#### Exercise
Only the lines from the top of the data through the line containing "let mut piece_keys" should be duplicated, exactly as they appear.

Records from a dataset:

☆ ☆ ☆ ☆

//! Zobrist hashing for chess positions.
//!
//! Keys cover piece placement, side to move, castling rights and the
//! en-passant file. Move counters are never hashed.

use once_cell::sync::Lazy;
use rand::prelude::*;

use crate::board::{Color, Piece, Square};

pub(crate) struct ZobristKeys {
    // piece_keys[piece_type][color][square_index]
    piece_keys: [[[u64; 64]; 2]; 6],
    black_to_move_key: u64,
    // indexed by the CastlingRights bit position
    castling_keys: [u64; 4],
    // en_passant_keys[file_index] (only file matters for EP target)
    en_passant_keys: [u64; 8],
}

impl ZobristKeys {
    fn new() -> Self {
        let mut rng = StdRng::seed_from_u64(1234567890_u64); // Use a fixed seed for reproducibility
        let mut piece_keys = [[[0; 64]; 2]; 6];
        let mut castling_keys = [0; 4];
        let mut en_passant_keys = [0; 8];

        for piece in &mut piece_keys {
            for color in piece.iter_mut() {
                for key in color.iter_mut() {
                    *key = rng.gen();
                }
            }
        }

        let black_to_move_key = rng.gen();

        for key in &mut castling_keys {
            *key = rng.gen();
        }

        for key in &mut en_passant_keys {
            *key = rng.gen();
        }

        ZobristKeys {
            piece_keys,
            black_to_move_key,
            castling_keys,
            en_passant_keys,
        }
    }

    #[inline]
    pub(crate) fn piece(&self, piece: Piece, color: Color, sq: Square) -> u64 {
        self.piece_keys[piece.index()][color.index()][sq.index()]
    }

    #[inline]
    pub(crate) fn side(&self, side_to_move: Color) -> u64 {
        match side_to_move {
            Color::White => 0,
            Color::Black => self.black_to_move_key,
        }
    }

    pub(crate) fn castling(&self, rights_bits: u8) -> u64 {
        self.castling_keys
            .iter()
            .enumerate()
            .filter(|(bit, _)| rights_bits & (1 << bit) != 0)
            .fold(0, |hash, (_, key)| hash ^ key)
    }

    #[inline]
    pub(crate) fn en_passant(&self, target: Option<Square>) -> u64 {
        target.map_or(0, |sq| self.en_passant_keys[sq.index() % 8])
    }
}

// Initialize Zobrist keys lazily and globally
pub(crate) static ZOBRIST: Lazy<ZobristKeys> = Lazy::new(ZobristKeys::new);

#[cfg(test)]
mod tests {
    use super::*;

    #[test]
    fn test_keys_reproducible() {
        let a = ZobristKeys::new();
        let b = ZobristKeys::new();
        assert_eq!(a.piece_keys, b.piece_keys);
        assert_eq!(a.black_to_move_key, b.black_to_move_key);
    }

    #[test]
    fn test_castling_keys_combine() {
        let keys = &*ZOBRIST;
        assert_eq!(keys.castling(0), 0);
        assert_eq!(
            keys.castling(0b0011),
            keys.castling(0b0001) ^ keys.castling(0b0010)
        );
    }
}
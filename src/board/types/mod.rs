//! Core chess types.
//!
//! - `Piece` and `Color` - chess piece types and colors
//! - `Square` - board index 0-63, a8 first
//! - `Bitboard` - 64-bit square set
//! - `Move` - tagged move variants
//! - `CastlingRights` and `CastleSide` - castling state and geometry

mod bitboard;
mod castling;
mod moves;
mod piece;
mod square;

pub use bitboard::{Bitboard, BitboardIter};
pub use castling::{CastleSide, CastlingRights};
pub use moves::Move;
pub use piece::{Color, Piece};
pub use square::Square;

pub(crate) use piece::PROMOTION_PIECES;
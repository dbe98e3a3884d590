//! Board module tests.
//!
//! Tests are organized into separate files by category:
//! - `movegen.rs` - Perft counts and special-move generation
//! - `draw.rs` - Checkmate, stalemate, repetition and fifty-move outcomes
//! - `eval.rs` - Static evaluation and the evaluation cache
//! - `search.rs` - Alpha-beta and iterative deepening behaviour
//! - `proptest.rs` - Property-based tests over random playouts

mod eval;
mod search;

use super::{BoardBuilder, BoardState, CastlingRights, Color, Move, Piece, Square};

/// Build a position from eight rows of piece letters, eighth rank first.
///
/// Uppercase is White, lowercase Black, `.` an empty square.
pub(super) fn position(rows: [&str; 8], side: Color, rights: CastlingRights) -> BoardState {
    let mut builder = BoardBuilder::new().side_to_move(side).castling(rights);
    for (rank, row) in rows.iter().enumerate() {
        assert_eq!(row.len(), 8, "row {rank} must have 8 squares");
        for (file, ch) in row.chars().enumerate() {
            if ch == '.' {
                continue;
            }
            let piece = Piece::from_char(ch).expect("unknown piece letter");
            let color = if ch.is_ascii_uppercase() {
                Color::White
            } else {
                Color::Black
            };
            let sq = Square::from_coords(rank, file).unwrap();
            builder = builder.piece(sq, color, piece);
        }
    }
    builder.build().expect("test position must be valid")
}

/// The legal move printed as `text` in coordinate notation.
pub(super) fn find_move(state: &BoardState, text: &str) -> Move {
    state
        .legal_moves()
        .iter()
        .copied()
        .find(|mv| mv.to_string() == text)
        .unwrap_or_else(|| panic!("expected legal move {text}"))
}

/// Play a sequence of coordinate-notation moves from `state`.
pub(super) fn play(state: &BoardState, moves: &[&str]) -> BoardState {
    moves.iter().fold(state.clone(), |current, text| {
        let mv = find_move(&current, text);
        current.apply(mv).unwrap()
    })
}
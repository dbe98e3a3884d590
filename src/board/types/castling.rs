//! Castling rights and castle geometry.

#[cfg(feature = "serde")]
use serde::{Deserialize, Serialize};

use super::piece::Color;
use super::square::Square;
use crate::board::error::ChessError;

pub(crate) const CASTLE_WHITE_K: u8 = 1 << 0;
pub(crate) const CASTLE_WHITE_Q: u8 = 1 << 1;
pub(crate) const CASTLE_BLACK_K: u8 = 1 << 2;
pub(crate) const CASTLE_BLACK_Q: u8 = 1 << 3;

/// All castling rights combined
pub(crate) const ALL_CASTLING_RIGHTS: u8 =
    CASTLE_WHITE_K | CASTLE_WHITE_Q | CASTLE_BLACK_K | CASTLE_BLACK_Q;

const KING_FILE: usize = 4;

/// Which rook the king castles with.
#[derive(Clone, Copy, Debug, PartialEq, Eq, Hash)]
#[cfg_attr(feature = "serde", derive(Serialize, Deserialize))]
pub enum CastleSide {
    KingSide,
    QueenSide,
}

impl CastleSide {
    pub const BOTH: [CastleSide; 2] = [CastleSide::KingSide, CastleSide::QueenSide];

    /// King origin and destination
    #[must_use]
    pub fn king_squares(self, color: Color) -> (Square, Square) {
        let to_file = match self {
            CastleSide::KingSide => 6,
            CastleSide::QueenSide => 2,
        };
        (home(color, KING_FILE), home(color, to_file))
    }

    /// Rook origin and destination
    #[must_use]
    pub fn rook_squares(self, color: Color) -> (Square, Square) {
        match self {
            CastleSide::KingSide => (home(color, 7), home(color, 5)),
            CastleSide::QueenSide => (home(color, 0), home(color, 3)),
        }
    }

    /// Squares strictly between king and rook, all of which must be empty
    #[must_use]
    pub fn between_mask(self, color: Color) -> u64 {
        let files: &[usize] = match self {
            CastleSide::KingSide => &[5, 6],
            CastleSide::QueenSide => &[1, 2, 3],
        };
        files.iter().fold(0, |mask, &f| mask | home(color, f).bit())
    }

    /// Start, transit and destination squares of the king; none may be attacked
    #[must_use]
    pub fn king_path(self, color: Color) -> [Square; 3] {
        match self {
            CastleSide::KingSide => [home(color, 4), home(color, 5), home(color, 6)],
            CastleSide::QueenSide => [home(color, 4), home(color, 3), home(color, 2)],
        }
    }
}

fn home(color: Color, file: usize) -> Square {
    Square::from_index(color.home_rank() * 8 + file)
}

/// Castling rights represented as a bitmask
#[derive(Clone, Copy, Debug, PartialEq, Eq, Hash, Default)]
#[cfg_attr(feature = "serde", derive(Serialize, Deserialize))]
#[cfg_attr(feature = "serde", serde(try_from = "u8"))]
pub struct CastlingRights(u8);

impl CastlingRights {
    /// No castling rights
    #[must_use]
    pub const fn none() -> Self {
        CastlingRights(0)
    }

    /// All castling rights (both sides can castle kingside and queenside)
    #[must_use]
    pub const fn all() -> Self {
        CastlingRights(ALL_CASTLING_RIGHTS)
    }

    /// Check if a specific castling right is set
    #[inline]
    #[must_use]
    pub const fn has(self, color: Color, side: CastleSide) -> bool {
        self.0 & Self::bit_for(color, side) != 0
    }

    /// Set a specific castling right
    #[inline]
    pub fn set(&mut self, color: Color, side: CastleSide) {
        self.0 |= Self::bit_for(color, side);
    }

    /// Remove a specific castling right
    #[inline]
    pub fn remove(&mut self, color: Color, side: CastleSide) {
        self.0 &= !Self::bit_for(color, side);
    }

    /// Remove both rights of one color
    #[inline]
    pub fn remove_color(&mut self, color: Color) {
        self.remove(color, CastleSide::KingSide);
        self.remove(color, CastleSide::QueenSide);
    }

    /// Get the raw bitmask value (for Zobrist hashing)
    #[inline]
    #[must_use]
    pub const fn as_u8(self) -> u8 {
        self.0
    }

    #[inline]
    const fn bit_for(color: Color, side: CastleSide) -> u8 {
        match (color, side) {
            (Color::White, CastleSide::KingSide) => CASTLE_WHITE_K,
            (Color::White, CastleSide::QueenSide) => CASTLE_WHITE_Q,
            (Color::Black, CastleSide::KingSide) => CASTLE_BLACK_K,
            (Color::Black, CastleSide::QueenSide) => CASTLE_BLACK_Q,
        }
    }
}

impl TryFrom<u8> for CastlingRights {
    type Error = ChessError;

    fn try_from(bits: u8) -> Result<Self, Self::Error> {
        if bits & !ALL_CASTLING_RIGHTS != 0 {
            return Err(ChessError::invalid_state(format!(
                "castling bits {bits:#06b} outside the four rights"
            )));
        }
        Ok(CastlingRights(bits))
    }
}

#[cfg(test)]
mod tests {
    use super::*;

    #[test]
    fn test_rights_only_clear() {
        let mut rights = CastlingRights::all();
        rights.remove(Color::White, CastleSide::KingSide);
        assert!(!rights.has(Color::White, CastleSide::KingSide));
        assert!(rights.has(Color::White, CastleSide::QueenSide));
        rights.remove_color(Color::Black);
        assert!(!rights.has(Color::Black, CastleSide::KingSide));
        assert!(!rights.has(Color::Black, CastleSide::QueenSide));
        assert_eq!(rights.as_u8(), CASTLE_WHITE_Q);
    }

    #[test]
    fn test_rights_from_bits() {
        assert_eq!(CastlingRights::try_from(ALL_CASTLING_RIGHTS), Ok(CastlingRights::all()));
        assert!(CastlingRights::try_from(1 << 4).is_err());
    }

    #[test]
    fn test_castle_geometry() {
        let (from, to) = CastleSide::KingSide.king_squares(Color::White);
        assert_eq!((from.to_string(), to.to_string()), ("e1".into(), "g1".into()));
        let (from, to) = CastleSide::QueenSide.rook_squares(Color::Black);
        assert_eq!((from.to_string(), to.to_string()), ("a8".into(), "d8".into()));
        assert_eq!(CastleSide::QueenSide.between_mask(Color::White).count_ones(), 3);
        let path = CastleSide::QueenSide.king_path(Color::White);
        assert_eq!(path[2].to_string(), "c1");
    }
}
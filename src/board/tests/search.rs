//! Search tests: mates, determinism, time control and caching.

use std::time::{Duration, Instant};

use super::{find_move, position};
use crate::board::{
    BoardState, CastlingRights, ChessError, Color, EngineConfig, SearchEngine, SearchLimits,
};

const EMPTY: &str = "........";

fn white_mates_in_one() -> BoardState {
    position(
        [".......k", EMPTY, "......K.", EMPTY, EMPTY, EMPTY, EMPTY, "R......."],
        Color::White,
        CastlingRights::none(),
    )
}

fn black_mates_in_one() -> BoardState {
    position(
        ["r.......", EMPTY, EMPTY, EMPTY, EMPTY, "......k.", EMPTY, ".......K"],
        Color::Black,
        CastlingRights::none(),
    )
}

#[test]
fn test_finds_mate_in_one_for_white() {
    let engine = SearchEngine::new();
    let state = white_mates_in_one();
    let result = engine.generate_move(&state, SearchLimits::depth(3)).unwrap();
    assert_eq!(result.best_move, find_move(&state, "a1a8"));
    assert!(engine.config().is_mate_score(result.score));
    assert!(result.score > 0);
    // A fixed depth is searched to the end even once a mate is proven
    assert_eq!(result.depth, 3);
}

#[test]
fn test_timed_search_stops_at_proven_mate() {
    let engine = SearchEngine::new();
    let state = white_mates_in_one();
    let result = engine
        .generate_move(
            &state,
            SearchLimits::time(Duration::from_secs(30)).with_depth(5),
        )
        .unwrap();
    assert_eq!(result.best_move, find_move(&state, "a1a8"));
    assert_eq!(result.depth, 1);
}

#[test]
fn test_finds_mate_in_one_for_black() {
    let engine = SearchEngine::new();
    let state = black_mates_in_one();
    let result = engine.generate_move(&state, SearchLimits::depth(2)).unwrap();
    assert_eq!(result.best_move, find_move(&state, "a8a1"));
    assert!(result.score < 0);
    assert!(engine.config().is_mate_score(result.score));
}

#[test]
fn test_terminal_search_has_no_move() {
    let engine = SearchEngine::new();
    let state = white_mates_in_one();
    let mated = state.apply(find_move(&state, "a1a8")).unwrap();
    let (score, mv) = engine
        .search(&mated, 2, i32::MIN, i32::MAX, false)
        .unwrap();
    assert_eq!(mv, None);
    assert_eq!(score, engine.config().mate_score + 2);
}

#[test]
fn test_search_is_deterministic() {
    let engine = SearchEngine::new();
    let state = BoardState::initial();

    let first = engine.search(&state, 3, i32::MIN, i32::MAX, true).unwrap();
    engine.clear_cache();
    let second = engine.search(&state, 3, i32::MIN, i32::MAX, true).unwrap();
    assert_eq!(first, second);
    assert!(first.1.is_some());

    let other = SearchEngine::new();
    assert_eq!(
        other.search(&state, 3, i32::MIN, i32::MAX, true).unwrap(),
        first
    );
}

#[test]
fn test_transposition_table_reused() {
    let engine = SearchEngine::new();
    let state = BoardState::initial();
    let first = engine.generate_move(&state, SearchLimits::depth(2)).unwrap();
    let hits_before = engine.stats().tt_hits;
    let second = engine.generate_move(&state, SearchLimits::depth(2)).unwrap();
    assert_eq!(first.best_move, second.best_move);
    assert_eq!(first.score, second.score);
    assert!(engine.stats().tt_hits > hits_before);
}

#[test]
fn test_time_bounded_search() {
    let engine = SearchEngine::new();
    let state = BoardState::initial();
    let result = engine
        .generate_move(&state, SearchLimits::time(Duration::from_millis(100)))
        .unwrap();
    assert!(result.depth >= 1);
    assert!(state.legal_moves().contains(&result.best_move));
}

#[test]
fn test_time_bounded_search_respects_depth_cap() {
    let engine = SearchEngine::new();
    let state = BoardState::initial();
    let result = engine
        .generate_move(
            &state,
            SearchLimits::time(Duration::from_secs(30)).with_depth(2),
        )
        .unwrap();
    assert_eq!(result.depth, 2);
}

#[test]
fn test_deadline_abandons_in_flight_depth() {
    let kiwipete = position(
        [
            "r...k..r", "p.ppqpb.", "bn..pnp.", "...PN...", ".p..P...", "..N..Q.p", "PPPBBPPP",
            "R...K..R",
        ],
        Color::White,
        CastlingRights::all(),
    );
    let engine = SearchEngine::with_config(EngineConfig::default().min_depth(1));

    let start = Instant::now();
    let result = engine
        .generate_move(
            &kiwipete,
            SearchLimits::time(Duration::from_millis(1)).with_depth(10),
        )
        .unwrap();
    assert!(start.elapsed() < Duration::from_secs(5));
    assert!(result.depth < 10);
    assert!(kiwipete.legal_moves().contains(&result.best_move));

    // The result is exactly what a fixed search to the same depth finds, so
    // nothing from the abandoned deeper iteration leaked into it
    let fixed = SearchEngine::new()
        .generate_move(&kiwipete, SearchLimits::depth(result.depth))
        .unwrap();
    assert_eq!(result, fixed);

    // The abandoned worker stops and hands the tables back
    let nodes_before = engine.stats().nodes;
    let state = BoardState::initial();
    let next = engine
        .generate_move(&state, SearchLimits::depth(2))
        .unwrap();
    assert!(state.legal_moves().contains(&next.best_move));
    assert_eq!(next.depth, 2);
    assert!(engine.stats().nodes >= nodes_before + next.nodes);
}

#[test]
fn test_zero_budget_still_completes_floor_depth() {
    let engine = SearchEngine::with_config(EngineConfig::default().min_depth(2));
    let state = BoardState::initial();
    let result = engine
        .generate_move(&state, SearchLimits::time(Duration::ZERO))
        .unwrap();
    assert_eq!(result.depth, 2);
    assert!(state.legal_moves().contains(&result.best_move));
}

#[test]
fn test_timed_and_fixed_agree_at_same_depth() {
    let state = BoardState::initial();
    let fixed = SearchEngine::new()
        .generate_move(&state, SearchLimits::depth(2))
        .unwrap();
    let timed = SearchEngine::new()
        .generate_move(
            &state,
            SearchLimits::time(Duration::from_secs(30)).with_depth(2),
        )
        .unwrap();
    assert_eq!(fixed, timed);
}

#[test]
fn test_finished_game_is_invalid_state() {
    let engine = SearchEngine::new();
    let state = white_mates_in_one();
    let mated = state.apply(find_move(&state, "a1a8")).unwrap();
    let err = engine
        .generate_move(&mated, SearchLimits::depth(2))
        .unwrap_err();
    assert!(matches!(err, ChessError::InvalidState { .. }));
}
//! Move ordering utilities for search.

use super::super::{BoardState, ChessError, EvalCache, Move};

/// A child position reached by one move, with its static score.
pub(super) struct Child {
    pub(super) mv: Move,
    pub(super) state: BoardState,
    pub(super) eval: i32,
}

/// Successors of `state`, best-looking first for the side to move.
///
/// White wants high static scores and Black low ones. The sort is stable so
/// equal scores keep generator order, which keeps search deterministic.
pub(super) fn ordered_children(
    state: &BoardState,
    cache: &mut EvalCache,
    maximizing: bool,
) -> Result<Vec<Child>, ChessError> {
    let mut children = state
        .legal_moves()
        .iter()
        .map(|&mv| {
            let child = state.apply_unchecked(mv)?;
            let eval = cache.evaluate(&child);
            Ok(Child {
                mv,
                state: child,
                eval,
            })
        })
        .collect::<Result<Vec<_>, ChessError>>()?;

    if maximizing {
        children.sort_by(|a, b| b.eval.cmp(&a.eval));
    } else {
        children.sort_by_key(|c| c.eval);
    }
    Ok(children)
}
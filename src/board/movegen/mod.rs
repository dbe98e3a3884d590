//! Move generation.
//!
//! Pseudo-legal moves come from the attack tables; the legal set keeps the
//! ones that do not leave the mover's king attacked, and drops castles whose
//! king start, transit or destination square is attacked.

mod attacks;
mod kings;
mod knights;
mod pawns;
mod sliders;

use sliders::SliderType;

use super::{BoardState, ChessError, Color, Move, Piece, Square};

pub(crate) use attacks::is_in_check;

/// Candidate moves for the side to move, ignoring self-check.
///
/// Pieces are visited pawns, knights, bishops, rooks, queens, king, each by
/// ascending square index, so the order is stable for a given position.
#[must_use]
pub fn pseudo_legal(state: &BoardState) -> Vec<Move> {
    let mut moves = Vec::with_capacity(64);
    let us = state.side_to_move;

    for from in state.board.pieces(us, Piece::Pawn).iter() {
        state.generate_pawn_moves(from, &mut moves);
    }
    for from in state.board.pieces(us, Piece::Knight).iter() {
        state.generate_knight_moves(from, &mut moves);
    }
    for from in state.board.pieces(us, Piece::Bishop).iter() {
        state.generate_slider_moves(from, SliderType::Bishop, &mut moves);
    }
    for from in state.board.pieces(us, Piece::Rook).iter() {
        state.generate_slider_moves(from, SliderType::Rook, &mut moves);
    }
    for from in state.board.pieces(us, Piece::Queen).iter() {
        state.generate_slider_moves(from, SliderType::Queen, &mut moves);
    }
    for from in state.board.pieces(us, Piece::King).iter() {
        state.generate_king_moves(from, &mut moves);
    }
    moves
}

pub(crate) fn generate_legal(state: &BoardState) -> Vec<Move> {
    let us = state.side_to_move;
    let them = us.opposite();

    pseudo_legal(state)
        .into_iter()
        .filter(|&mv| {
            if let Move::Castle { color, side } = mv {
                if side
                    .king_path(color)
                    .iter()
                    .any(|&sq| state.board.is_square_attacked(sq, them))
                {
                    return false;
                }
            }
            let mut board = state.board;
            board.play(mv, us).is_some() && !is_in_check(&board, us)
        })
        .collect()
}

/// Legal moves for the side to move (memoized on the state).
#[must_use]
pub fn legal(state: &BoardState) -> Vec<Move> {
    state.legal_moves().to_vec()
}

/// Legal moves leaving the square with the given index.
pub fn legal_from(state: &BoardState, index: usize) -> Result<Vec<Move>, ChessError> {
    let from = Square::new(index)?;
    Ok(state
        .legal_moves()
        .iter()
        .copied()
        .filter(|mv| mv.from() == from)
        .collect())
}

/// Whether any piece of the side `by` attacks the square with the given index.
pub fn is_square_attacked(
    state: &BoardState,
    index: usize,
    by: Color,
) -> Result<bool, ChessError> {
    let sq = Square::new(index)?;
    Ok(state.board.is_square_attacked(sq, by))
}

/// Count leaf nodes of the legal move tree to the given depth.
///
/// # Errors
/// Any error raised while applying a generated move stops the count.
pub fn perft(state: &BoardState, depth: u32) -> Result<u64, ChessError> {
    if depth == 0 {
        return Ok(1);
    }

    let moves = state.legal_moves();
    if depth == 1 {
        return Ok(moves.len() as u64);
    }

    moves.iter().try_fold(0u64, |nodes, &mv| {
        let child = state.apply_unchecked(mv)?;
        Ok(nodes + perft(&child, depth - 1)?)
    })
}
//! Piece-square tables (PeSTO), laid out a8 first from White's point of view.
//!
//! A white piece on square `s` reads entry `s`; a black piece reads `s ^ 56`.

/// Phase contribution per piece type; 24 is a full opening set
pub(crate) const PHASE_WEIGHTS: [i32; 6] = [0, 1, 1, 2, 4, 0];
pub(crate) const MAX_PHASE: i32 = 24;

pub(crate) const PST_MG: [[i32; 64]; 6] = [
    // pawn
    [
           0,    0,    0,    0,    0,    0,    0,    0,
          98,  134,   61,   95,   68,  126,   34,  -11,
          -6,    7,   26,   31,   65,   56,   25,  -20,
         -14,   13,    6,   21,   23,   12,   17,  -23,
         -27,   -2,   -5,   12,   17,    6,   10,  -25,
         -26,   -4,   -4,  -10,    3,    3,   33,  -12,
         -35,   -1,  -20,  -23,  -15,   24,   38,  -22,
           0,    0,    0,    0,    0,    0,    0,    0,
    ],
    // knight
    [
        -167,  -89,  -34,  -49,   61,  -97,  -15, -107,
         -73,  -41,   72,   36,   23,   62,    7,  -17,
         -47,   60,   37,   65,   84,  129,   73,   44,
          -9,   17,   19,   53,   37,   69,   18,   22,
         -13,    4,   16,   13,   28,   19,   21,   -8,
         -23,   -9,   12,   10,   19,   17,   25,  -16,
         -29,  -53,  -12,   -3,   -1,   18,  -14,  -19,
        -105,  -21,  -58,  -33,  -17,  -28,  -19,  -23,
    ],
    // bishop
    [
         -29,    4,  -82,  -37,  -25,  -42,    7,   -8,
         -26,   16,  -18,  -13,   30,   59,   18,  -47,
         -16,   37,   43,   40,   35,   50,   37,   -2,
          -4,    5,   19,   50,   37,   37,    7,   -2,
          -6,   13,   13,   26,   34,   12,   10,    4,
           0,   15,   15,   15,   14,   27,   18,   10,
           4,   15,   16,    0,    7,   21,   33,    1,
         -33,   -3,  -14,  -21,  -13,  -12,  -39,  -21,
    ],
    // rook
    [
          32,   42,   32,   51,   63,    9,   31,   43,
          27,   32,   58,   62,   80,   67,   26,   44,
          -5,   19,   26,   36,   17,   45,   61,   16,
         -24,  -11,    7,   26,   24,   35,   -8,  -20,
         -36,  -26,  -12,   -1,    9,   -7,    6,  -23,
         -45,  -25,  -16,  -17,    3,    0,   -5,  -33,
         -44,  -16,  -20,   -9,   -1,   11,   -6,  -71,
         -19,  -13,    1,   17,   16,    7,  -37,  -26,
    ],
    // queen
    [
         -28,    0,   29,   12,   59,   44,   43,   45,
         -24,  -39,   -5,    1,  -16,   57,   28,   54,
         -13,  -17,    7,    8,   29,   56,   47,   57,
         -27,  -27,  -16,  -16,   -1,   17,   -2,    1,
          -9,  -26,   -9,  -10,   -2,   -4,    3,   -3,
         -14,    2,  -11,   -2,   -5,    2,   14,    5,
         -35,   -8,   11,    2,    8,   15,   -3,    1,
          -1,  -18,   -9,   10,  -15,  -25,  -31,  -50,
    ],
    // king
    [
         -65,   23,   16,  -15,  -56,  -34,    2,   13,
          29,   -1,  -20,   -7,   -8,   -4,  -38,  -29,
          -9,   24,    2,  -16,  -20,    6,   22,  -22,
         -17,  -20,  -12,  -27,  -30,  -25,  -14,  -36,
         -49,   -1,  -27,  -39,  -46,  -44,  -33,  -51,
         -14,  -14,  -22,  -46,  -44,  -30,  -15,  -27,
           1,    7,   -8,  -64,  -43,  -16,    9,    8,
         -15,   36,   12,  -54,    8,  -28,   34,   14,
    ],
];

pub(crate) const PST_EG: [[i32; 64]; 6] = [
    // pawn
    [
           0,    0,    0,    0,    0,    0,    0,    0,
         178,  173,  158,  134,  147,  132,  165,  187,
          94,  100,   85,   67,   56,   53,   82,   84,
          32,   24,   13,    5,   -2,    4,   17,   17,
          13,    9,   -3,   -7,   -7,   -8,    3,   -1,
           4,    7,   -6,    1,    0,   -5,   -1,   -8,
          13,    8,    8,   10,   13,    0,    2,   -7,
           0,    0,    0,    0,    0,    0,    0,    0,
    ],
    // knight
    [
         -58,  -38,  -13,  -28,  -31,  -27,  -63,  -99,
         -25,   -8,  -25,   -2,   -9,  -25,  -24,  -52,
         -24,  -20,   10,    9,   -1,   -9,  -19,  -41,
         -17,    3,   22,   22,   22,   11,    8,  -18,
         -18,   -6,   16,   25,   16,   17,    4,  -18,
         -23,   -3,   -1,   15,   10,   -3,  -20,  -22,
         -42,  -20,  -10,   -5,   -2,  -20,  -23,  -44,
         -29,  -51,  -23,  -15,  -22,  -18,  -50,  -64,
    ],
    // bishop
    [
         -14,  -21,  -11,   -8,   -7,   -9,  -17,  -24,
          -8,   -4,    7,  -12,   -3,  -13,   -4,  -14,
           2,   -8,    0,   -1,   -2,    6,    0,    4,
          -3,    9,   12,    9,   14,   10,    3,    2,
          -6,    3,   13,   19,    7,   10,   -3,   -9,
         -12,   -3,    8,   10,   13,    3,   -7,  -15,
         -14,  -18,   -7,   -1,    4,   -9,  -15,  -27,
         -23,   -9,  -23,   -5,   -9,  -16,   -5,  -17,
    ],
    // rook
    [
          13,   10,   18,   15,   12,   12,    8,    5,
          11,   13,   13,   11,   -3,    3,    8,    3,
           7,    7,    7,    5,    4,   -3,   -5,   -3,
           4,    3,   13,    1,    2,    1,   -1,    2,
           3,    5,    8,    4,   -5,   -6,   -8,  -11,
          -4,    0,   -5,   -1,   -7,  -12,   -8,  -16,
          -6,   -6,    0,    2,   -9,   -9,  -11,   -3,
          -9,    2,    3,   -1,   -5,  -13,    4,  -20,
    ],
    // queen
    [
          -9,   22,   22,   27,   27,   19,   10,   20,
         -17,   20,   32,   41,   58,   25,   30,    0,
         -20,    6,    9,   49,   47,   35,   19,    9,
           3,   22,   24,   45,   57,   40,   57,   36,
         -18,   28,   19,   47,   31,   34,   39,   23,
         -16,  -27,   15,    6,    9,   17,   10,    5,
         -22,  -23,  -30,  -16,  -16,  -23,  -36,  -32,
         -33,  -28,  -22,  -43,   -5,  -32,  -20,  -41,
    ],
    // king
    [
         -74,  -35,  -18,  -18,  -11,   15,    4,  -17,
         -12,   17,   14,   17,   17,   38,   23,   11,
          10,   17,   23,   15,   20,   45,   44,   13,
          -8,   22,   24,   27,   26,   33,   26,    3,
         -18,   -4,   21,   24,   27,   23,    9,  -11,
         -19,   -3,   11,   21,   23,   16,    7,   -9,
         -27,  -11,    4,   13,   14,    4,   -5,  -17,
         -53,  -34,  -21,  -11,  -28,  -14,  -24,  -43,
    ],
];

☆ ☆ ☆ ☆

#### Answer for this exercise
//! Zobrist hashing for chess positions.
//!
//! Keys cover piece placement, side to move, castling rights and the
//! en-passant file. Move counters are never hashed.

use once_cell::sync::Lazy;
use rand::prelude::*;

use crate::board::{Color, Piece, Square};

pub(crate) struct ZobristKeys {
    // piece_keys[piece_type][color][square_index]
    piece_keys: [[[u64; 64]; 2]; 6],
    black_to_move_key: u64,
    // indexed by the CastlingRights bit position
    castling_keys: [u64; 4],
    // en_passant_keys[file_index] (only file matters for EP target)
    en_passant_keys: [u64; 8],
}

impl ZobristKeys {
    fn new() -> Self {
        let mut rng = StdRng::seed_from_u64(1234567890_u64); // Use a fixed seed for reproducibility
        let mut piece_keys = [[[0; 64]; 2]; 6];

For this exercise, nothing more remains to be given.